Yo me he cruzado medio país en horizontal por diversas razones pero la principal era sin duda escuchar en directo el "This too shall pass" de OK Go! Algunos lo pueden considerar una excentricidad pero créanme: tengo mis motivos.

Viernes por todo lo alto en Benidorm: mañana de paseos y familias con caras enrojecidas, tarde entrevistando a Guille Galván de Vetusta Morla y taxi express al recinto para poder llegar a tiempo al concierto de Sidonie, sin éxito alguno: el estadio del equipo local medio vacío, riadas de gente corriendo de un escenario a otro, sitio fresco en la hierba -calor intensísimo por el día, algo de viento frío por la noche- para hacer tiempo mientras Jorge Marazu se hace de rogar, primeros focazos que apuntan a que algo grande va a pasar y carrera a las primeras filas para ver a los estadounidenses, cada uno vestido de un color, como en sus vídeos, hacer el típico "Buenas noches, España".

El concierto es increíble: la tercera canción ya es el "A million ways" y un grupo de cuatro espontáneos suben al escenario a hacer la coreografía perfecta, movimiento a movimiento, y la gente ruge, salta, bota... Todos los que no están en ese momento viendo a Delafé en el segundo escenario, un error como otro cualquiera, pero un error grave, en cualquier caso. En un momento dado, el cantante se baja del escenario. No digo que se baje a la zona de fotógrafos y seguridad, digo que se mete entre el público, unas diez o doce filas, y rodeado de cientos de personas se pone a cantar lo que él llama una canción "hippie". Después se sube, como si nada, como si fuera lo más normal del mundo y el concierto sigue.

Sinceramente, todo habría merecido la pena sin final feliz, es decir, sin ese momento en el que nos avisa de que tenemos que cantar bien, mejor que en Barcelona o en Francia, la última canción, y que, en concreto, la parte que nos toca tararear al unísono dice: "Let it go... This too shall pass". La chica rubia, preciosa, de mi izquierda me mira como se miraría a un loco, pero es que yo en ese momento soy un loco y boto poseído y me regodeo en el "You can´t keep getting it let you down, you can´t keep getting it let you down" mientras los demás avisan: "When the morning comes" y es un momento precioso, justo lo que venía buscando y ya el resto de la noche cambia, no hay expectativas, solo disfrutar de Vetusta Morla, darle un abrazo enorme a Jorgito Marazu, que aparece con unos amigos, sonriente y cariñoso, como siempre es él.

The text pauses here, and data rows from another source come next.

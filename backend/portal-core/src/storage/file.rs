use super::Storage;
use crate::error::StorageError;

use common::ErrorLocation;

use std::collections::BTreeMap;
use std::panic::Location;
use std::path::{Path, PathBuf};

use log::{debug, warn};

const STORAGE_FILE_NAME: &str = "storage.json";

/// JSON file in the data directory holding every key.
///
/// Each operation re-reads the file, so a second process sharing the data
/// directory sees the latest write. Writes go through a temp file and a
/// rename; concurrent writers can still lose each other's updates.
#[derive(Debug, Clone)]
pub struct FileStorage {
    path: PathBuf,
}

impl FileStorage {
    /// Open `{data_dir}/storage.json`, creating the directory if needed.
    /// The file itself is created on first write.
    pub fn open(data_dir: &Path) -> Result<Self, StorageError> {
        std::fs::create_dir_all(data_dir).map_err(|e| StorageError::WriteError {
            location: ErrorLocation::from(Location::caller()),
            path: data_dir.to_path_buf(),
            source: e,
        })?;

        let path = data_dir.join(STORAGE_FILE_NAME);
        debug!("Session storage at {}", path.display());
        Ok(Self { path })
    }

    pub fn path(&self) -> &Path {
        &self.path
    }

    fn read_all(&self) -> Result<BTreeMap<String, String>, StorageError> {
        if !self.path.exists() {
            return Ok(BTreeMap::new());
        }

        let contents = std::fs::read_to_string(&self.path).map_err(|e| StorageError::ReadError {
            location: ErrorLocation::from(Location::caller()),
            path: self.path.clone(),
            source: e,
        })?;

        if contents.trim().is_empty() {
            return Ok(BTreeMap::new());
        }

        serde_json::from_str(&contents).map_err(|e| {
            warn!("Session storage file is not a JSON string map: {}", e);
            StorageError::ParseError {
                location: ErrorLocation::from(Location::caller()),
                path: self.path.clone(),
                reason: e.to_string(),
            }
        })
    }

    fn write_all(&self, entries: &BTreeMap<String, String>) -> Result<(), StorageError> {
        let temp_path = self.path.with_extension("json.tmp");

        let json = serde_json::to_string_pretty(entries).map_err(|e| {
            StorageError::SerializeError {
                location: ErrorLocation::from(Location::caller()),
                reason: e.to_string(),
            }
        })?;

        std::fs::write(&temp_path, json).map_err(|e| StorageError::WriteError {
            location: ErrorLocation::from(Location::caller()),
            path: temp_path.clone(),
            source: e,
        })?;

        std::fs::rename(&temp_path, &self.path).map_err(|e| StorageError::WriteError {
            location: ErrorLocation::from(Location::caller()),
            path: self.path.clone(),
            source: e,
        })
    }
}

impl Storage for FileStorage {
    fn get(&self, key: &str) -> Result<Option<String>, StorageError> {
        Ok(self.read_all()?.remove(key))
    }

    fn set(&mut self, key: &str, value: &str) -> Result<(), StorageError> {
        let mut entries = self.read_all()?;
        entries.insert(key.to_string(), value.to_string());
        self.write_all(&entries)
    }

    fn remove(&mut self, key: &str) -> Result<(), StorageError> {
        let mut entries = self.read_all()?;
        if entries.remove(key).is_none() {
            return Ok(());
        }
        self.write_all(&entries)
    }
}
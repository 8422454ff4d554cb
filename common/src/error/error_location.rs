use serde::Serialize;
use std::fmt::{Display, Formatter, Result as FormatResult};
use std::panic::Location as PanicLocation;

/// Source position where an error value was constructed.
#[derive(Debug, Clone, Copy, PartialEq, Eq, Serialize)]
pub struct ErrorLocation {
    pub file: &'static str,
    pub line: u32,
    pub column: u32,
}

impl ErrorLocation {
    pub const fn from(location: &'static PanicLocation<'static>) -> Self {
        Self {
            file: location.file(),
            line: location.line(),
            column: location.column(),
        }
    }

    /// Capture the location of whoever called the enclosing `#[track_caller]` fn.
    #[track_caller]
    pub fn caller() -> Self {
        Self::from(PanicLocation::caller())
    }
}

impl Display for ErrorLocation {
    fn fmt(&self, formatter: &mut Formatter<'_>) -> FormatResult {
        write!(formatter, "[{}:{}:{}]", self.file, self.line, self.column)
    }
}
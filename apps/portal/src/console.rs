//! Line-oriented front-end: one command per line, one action per command.

use crate::error::PortalAppError;
use crate::state::PortalState;

use portal_core::portal::{Action, ActionOutcome};
use portal_core::router::Navigation;
use portal_core::views::Page;

use std::io::Write;

use log::{debug, info};
use tokio::io::{AsyncBufRead, AsyncBufReadExt};

pub const PROMPT: &str = "portal> ";

pub const HELP: &str = "\
Commands:
  go <path>          open a page (/, /register, /protected, /admin, /contact)
  user <name>        type into the username field
  pass <password>    type into the password field
  register           press Register
  login              press Login
  hello              press Say Hello
  background         press Change Background
  admin              press Admin Dashboard
  select <name>      pick a user in the admin selector
  authorize          press Authorize User
  back               press Go Back
  logout             follow the Logout link
  reload             reload the page
  show               print the current page
  help               print this text
  quit               exit";

#[derive(Debug, Clone, PartialEq, Eq)]
pub enum ConsoleCommand {
    Action(Action),
    Show,
    Help,
    Quit,
}

/// Parse one input line. Blank lines are `Ok(None)`.
///
/// Arguments keep their inner spaces, so `pass two words` types
/// `two words`. `select` without a name picks the placeholder.
pub fn parse_line(line: &str) -> Result<Option<ConsoleCommand>, PortalAppError> {
    let line = line.trim();
    if line.is_empty() {
        return Ok(None);
    }

    let (verb, argument) = match line.split_once(char::is_whitespace) {
        Some((verb, rest)) => (verb, rest.trim()),
        None => (line, ""),
    };

    let command = match verb.to_ascii_lowercase().as_str() {
        "go" | "open" => ConsoleCommand::Action(Action::Navigate(required(verb, argument)?)),
        "user" => ConsoleCommand::Action(Action::SetUsername(argument.to_string())),
        "pass" => ConsoleCommand::Action(Action::SetPassword(argument.to_string())),
        "register" => ConsoleCommand::Action(Action::Register),
        "login" => ConsoleCommand::Action(Action::Login),
        "hello" => ConsoleCommand::Action(Action::SayHello),
        "background" => ConsoleCommand::Action(Action::ChangeBackground),
        "admin" => ConsoleCommand::Action(Action::OpenAdminDashboard),
        "select" => ConsoleCommand::Action(Action::SelectUser(argument.to_string())),
        "authorize" => ConsoleCommand::Action(Action::AuthorizeUser),
        "back" => ConsoleCommand::Action(Action::GoBack),
        "logout" => ConsoleCommand::Action(Action::Logout),
        "reload" => ConsoleCommand::Action(Action::Reload),
        "show" => ConsoleCommand::Show,
        "help" | "?" => ConsoleCommand::Help,
        "quit" | "exit" => ConsoleCommand::Quit,
        other => {
            return Err(PortalAppError::command(format!(
                "Unknown command '{other}', type 'help' for a list"
            )));
        }
    };

    Ok(Some(command))
}

fn required(verb: &str, argument: &str) -> Result<String, PortalAppError> {
    if argument.is_empty() {
        Err(PortalAppError::command(format!("'{verb}' needs an argument")))
    } else {
        Ok(argument.to_string())
    }
}

/// Alerts first, then navigation and reload notes, one per line.
pub fn describe_outcome(outcome: &ActionOutcome) -> Vec<String> {
    let mut lines: Vec<String> = outcome
        .alerts
        .iter()
        .map(|alert| format!("[alert] {alert}"))
        .collect();

    if let Some(navigation) = outcome.navigation.filter(Navigation::redirected) {
        lines.push(format!(
            "[redirect] {} -> {}",
            navigation.requested, navigation.landed
        ));
    }

    if outcome.reloaded {
        lines.push("[reloaded]".to_string());
    }

    lines
}

/// Read commands from `input` until it ends or `quit`, printing each outcome
/// and the resulting page to `output`.
///
/// Bad commands are reported and skipped; only a dead state actor or a
/// broken input/output stream ends the loop with an error.
pub async fn run<R, W>(state: &PortalState, input: R, output: &mut W) -> Result<(), PortalAppError>
where
    R: AsyncBufRead + Unpin,
    W: Write,
{
    let mut lines = input.lines();

    write_page(output, &state.page().await)?;
    prompt(output)?;

    while let Some(line) = lines
        .next_line()
        .await
        .map_err(|e| PortalAppError::portal(format!("Failed to read input: {e}")))?
    {
        match parse_line(&line) {
            Ok(None) => {}
            Ok(Some(ConsoleCommand::Quit)) => break,
            Ok(Some(ConsoleCommand::Help)) => write_line(output, HELP)?,
            Ok(Some(ConsoleCommand::Show)) => write_page(output, &state.page().await)?,
            Ok(Some(ConsoleCommand::Action(action))) => {
                let outcome = state.dispatch(action).await?;
                for line in describe_outcome(&outcome) {
                    write_line(output, &line)?;
                }
                write_page(output, &state.page().await)?;
            }
            Err(e) => {
                debug!("Rejected console input: {}", e);
                if let PortalAppError::Command { message, .. } = &e {
                    write_line(output, message)?;
                }
            }
        }
        prompt(output)?;
    }

    info!("Console input finished");
    Ok(())
}

fn write_page<W: Write>(output: &mut W, page: &Page) -> Result<(), PortalAppError> {
    write!(output, "{page}").map_err(output_error)
}

fn write_line<W: Write>(output: &mut W, line: &str) -> Result<(), PortalAppError> {
    writeln!(output, "{line}").map_err(output_error)
}

fn prompt<W: Write>(output: &mut W) -> Result<(), PortalAppError> {
    write!(output, "{PROMPT}").map_err(output_error)?;
    output.flush().map_err(output_error)
}

#[track_caller]
fn output_error(error: std::io::Error) -> PortalAppError {
    PortalAppError::portal(format!("Failed to write output: {error}"))
}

Y el concierto de Vetusta no es como el de OK Go!: todo el mundo está aquí, estadio lleno hasta arriba, solo conseguimos un lugar a unos 20 metros y ladeados para escuchar uno de los mejores comienzos de concierto que hay ahora mismo en este país: "Los días raros" a doble teclado y guitarra y la voz de Pucho acariciando: "Aún quedan vicios por perfeccionar en los días raros". El resto del concierto es sublime, como siempre, aunque el segundo disco me guste menos que el primero y "Maldita dulzura" me resulte una cursilada y "Autocrítica" -probablemente su mejor canción- haya pasado a mejor vida.

Derrochamos sudor y las chicas se quitan las camisetas y se quedan en sujetador. Gritamos "Hay tanto idiota ahí fuera", no solo por Oslo sino sobre todo, como todo lo que hacemos estos días, por nosotros y nuestra pequeña Puerta del Sol que se convirtió en la portada de todos los periódicos aquella semana de mayo. Nos regodeamos en el "Valiente" y en el "Un día en el mundo", tarareamos durante minutos nuestra parte del "Saharabbey Road" aunque no sea el final del concierto y Pucho se vuelve loco golpeando el tambor metálico mientras el Indio maltrata la batería y los focos disparan en medio de "La cuadratura del círculo".

Saber que no os puedo aniquilar no es suficiente para firmar la paz...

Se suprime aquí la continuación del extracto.